Certains stéréotypes sont plus spécifiques. Des études (comme celles de Clémence Perronnet, voir ressources) ont montré que de nombreuses jeunes filles aimaient les sciences avant d’entrer au collège, voulaient en faire leur métier, mais finissaient par se décourager, sans qu’on comprenne encore exactement pourquoi. Est-ce parce qu’on sur-incite les garçons à choisir des parcours scientifiques ? Est-ce qu’on manque de représentation des femmes dans ces filières pour montrer des rôles modèles ? Il n’y a pas encore de réponses exactes à ces questions.
Ces mêmes stéréotypes se retrouvent au moment de l’orientation. Au lycée, les filles sont naturellement incitées à aller vers les filières du soin, de la préservation de la planète. Pas trop vers les technologies, pas trop vers les maths ou l’abstraction. Or ce sont bien ces filières qui amènent vers l’industrie numérique.Un algorithme reproduit les opérations tel qu’on l’a programmé
Le fait que la plupart des algorithmes soient aujourd’hui programmés par des hommes (par ailleurs souvent des hommes blancs et d’origine sociale privilégiée) introduit des biais2, en particulier sur des programmes d’interface ou de code inscrit en dur avec des séquences d’instructions.
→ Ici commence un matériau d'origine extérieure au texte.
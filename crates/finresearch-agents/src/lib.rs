pub mod artifacts;
pub mod client;
pub mod completion;
pub mod error;
pub mod orchestrator;
pub mod parser;
pub mod prompts;
pub mod retry;
pub mod schema;
pub mod telemetry;
pub mod window;
pub mod workers;

pub mod test_support;

pub use artifacts::ArtifactStore;
pub use client::{AgentClient, AgentSettings, Completeness, InvocationOptions, Structured};
pub use completion::{
    CompletionEndpoint, CompletionRequest, CompletionResponse, HttpCompletionEndpoint, TokenUsage,
};
pub use error::{AgentError, FieldIssue, RunFailure};
pub use orchestrator::Orchestrator;
pub use parser::{decode, validate, Decoded, Strategy, ValidationFailure};
pub use retry::{RetryBudget, RetryDecision};
pub use schema::{clean_schema, contract_schema, tool_schema, ToolSchema};
pub use telemetry::{CallOutcome, CallRecord, ChannelSink, MemorySink, TelemetrySink, TracingSink};
pub use window::ConversationWindow;
pub use workers::{StageOutput, Worker, WorkerContext};
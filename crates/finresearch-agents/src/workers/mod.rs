//! The six pipeline workers.
//!
//! Each worker owns one `AgentClient`, and with it one conversation window.
//! Workers are built fresh for every run from a shared `WorkerContext`.

mod analyst;
mod collector;
mod fact_checker;
mod planner;
mod researcher;
mod writer;

use std::sync::Arc;

use async_trait::async_trait;
use finresearch_data::{MarketData, WebSearch};
use finresearch_models::{
    AgentsConfig, AnalysisResults, CollectedData, DataConfig, Dataset, ReportDraft, ResearchPlan,
    ResearchResults,
};
use serde::Serialize;

use crate::client::{AgentClient, AgentSettings};
use crate::completion::CompletionEndpoint;
use crate::error::AgentError;
use crate::telemetry::TelemetrySink;

pub use analyst::Analyst;
pub use collector::DataCollector;
pub use fact_checker::{ensure_sources, validate_data, FactChecker};
pub use planner::Planner;
pub use researcher::{research_queries, ResearchQuery, Researcher};
pub use writer::{compile_report, ReportWriter};

/// A worker's result plus the notes explaining any degradation.
///
/// Non-empty notes mark the stage `partial`.
#[derive(Debug, Clone, PartialEq)]
pub struct StageOutput<T> {
    pub value: T,
    pub notes: Vec<String>,
}

impl<T> StageOutput<T> {
    pub fn new(value: T, notes: Vec<String>) -> Self {
        Self { value, notes }
    }

    pub fn is_partial(&self) -> bool {
        !self.notes.is_empty()
    }
}

/// One pipeline stage.
#[async_trait]
pub trait Worker: Send {
    type Input: Send + Sync;
    type Output: Serialize + Send;

    fn name(&self) -> &str;

    /// A single attempt. Transport errors propagate so the caller can retry.
    async fn process(
        &mut self,
        input: &Self::Input,
    ) -> Result<StageOutput<Self::Output>, AgentError>;
}

/// Everything a worker needs to build its client and reach its collaborators.
#[derive(Clone)]
pub struct WorkerContext {
    pub endpoint: Arc<dyn CompletionEndpoint>,
    pub telemetry: Arc<dyn TelemetrySink>,
    pub settings: AgentSettings,
    pub market: Arc<dyn MarketData>,
    pub search: Arc<dyn WebSearch>,
    pub agents: AgentsConfig,
    pub data: DataConfig,
}

impl WorkerContext {
    pub fn client(&self, name: &str, role: &str) -> AgentClient {
        AgentClient::new(
            name,
            role,
            self.endpoint.clone(),
            self.settings.clone(),
            self.telemetry.clone(),
        )
    }
}

#[derive(Debug, Clone)]
pub struct PlanInput {
    pub subject: String,
}

#[derive(Debug, Clone)]
pub struct CollectInput {
    pub subject: String,
    pub plan: ResearchPlan,
}

#[derive(Debug, Clone)]
pub struct ResearchInput {
    pub subject: String,
    pub plan: ResearchPlan,
    pub company_profile: Dataset,
}

#[derive(Debug, Clone)]
pub struct AnalyzeInput {
    pub subject: String,
    pub plan: ResearchPlan,
    pub data: CollectedData,
    pub research: ResearchResults,
}

#[derive(Debug, Clone)]
pub struct ReportInput {
    pub subject: String,
    pub plan: ResearchPlan,
    pub company_profile: Dataset,
    pub analysis: AnalysisResults,
    pub research: ResearchResults,
}

#[derive(Debug, Clone)]
pub struct FactCheckInput {
    pub subject: String,
    pub report: ReportDraft,
    pub data: CollectedData,
    pub analysis: AnalysisResults,
    pub research: ResearchResults,
}

/// Company name from the first profile row, if the profile was fetched.
pub(crate) fn profile_name(profile: &Dataset) -> Option<String> {
    profile
        .rows()
        .first()
        .and_then(|row| row.get("companyName"))
        .and_then(|v| v.as_str())
        .filter(|s| !s.trim().is_empty())
        .map(str::to_string)
}

#[cfg(test)]
pub(crate) mod tests {
    use super::*;
    use crate::test_support::{MemorySink, ScriptedEndpoint, StaticMarketData, StaticSearch};

    pub fn context(endpoint: ScriptedEndpoint) -> (WorkerContext, Arc<ScriptedEndpoint>) {
        context_with(endpoint, StaticMarketData::new(), StaticSearch::new())
    }

    pub fn context_with(
        endpoint: ScriptedEndpoint,
        market: StaticMarketData,
        search: StaticSearch,
    ) -> (WorkerContext, Arc<ScriptedEndpoint>) {
        let endpoint = Arc::new(endpoint);
        let ctx = WorkerContext {
            endpoint: endpoint.clone(),
            telemetry: Arc::new(MemorySink::new()),
            settings: AgentSettings::default(),
            market: Arc::new(market),
            search: Arc::new(search),
            agents: AgentsConfig::default(),
            data: DataConfig::default(),
        };
        (ctx, endpoint)
    }

    #[test]
    fn notes_mark_partial() {
        assert!(!StageOutput::new(1, vec![]).is_partial());
        assert!(StageOutput::new(1, vec!["x".to_string()]).is_partial());
    }

    #[test]
    fn profile_name_skips_blank() {
        let profile = Dataset::ok(
            serde_json::json!([{"companyName": " "}]),
            finresearch_models::SourceAttribution::now("t", "profile/ACME"),
        );
        assert_eq!(profile_name(&profile), None);
        assert_eq!(profile_name(&Dataset::failed("404")), None);
    }
}
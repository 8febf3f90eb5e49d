//! finresearch - multi-agent financial research pipeline
//!
//! Plans, collects market data, searches the web, analyzes fundamentals,
//! writes a Markdown report and fact-checks its citations for one ticker
//! per run, using an OpenAI-compatible completion endpoint.
//!
//! # Library Usage
//!
//! ```rust,no_run
//! use finresearch::models::{FinResearchConfig, RunAggregate, RunStatus};
//! use finresearch::agents::{Orchestrator, ArtifactStore, CompletionEndpoint};
//! use finresearch::data::{FmpClient, SerpApiClient, RunLedger};
//! ```

pub use finresearch_agents as agents;
pub use finresearch_data as data;
pub use finresearch_models as models;

use std::path::Path;
use std::sync::Arc;

use anyhow::Context;
use finresearch_agents::{ArtifactStore, HttpCompletionEndpoint, Orchestrator, RunFailure};
use finresearch_data::{FmpClient, RunLedger, SerpApiClient};
use finresearch_models::{FinResearchConfig, RunAggregate, RunSummary};
use tokio_util::sync::CancellationToken;

/// Read a TOML config file. Missing sections take their defaults.
pub fn load_config(path: impl AsRef<Path>) -> Result<FinResearchConfig, anyhow::Error> {
    let path = path.as_ref();
    let raw = std::fs::read_to_string(path)
        .with_context(|| format!("Failed to read config: {}", path.display()))?;
    toml::from_str(&raw).with_context(|| format!("Failed to parse config: {}", path.display()))
}

/// Build an Orchestrator wired to the configured live endpoints.
pub fn build_orchestrator(config: &FinResearchConfig) -> Result<Orchestrator, anyhow::Error> {
    let endpoint = HttpCompletionEndpoint::from_config(&config.llm)?;
    let market = FmpClient::from_config(&config.data)?;
    let search = SerpApiClient::from_config(&config.data)?;
    let store = ArtifactStore::from_config(&config.output)?;

    Ok(Orchestrator::new(
        config.clone(),
        Arc::new(endpoint),
        Arc::new(market),
        Arc::new(search),
        store,
    ))
}

/// Research one ticker. The run is persisted whether it succeeds or not.
pub async fn analyze(
    orchestrator: &Orchestrator,
    ticker: &str,
    cancel: CancellationToken,
) -> Result<RunAggregate, RunFailure> {
    orchestrator.run(ticker, cancel).await
}

/// Most recent runs recorded in the configured ledger.
pub fn history(config: &FinResearchConfig, limit: usize) -> Result<Vec<RunSummary>, anyhow::Error> {
    let path = config
        .output
        .ledger_path
        .as_deref()
        .context("No ledger_path configured under [output]")?;
    let ledger = RunLedger::open(path)?;
    Ok(ledger.recent(limit)?)
}

#[cfg(test)]
mod tests {
    use super::*;

    #[test]
    fn shipped_config_matches_defaults() {
        let config: FinResearchConfig =
            toml::from_str(include_str!("../../../config/finresearch.toml")).unwrap();
        let mut expected = FinResearchConfig::default();
        expected.output.ledger_path = Some("reports/runs.db".to_string());
        assert_eq!(config, expected);
    }

    #[test]
    fn partial_config_fills_defaults() {
        let dir = tempfile::tempdir().unwrap();
        let path = dir.path().join("finresearch.toml");
        std::fs::write(&path, "[retry]\nmax_attempts = 5\n").unwrap();

        let config = load_config(&path).unwrap();
        assert_eq!(config.retry.max_attempts, 5);
        assert_eq!(config.agents, FinResearchConfig::default().agents);
    }

    #[test]
    fn missing_config_names_the_path() {
        let err = load_config("/nonexistent/finresearch.toml").unwrap_err();
        assert!(err.to_string().contains("/nonexistent/finresearch.toml"));
    }

    #[test]
    fn history_requires_a_ledger() {
        let err = history(&FinResearchConfig::default(), 10).unwrap_err();
        assert!(err.to_string().contains("ledger_path"));
    }

    #[test]
    fn history_reads_recorded_runs() {
        let dir = tempfile::tempdir().unwrap();
        let mut config = FinResearchConfig::default();
        let path = dir.path().join("runs.db").display().to_string();
        config.output.ledger_path = Some(path.clone());

        let ledger = RunLedger::open(&path).unwrap();
        ledger.record(&RunAggregate::start("ACME").summary()).unwrap();
        drop(ledger);

        let runs = history(&config, 10).unwrap();
        assert_eq!(runs.len(), 1);
        assert_eq!(runs[0].subject, "ACME");
    }
}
Par exemple, sur une interface web vous permettant de réserver un billet de train, il vous est systématiquement demandé votre sexe, et l’interface propose en priorité « homme » devant « femme », alors que la lettre « f » vient avant la lettre « h ». On peut aussi penser aux applications de suivi de santé qui existent depuis des années mais qui ne proposent que depuis très récemment le suivi des menstruations. Ce sont bien les concepteurs des programmes informatiques qui décident en partie des usages.Les algorithmes d’intelligence artificielle reproduisent et renforcent des inégalités sociétales
Les algorithmes basés sur l’intelligence artificielle sont un peu différents parce que cette fois on ne donne pas toutes les instructions à la machine, on lui demande d’explorer des ensembles de données pour en extraire des caractéristiques communes. Sauf que les données, issues des statistiques par exemple, reflètent une société pétrie d’inégalités entre femmes et hommes, riches et pauvres, noirs et blancs, etc.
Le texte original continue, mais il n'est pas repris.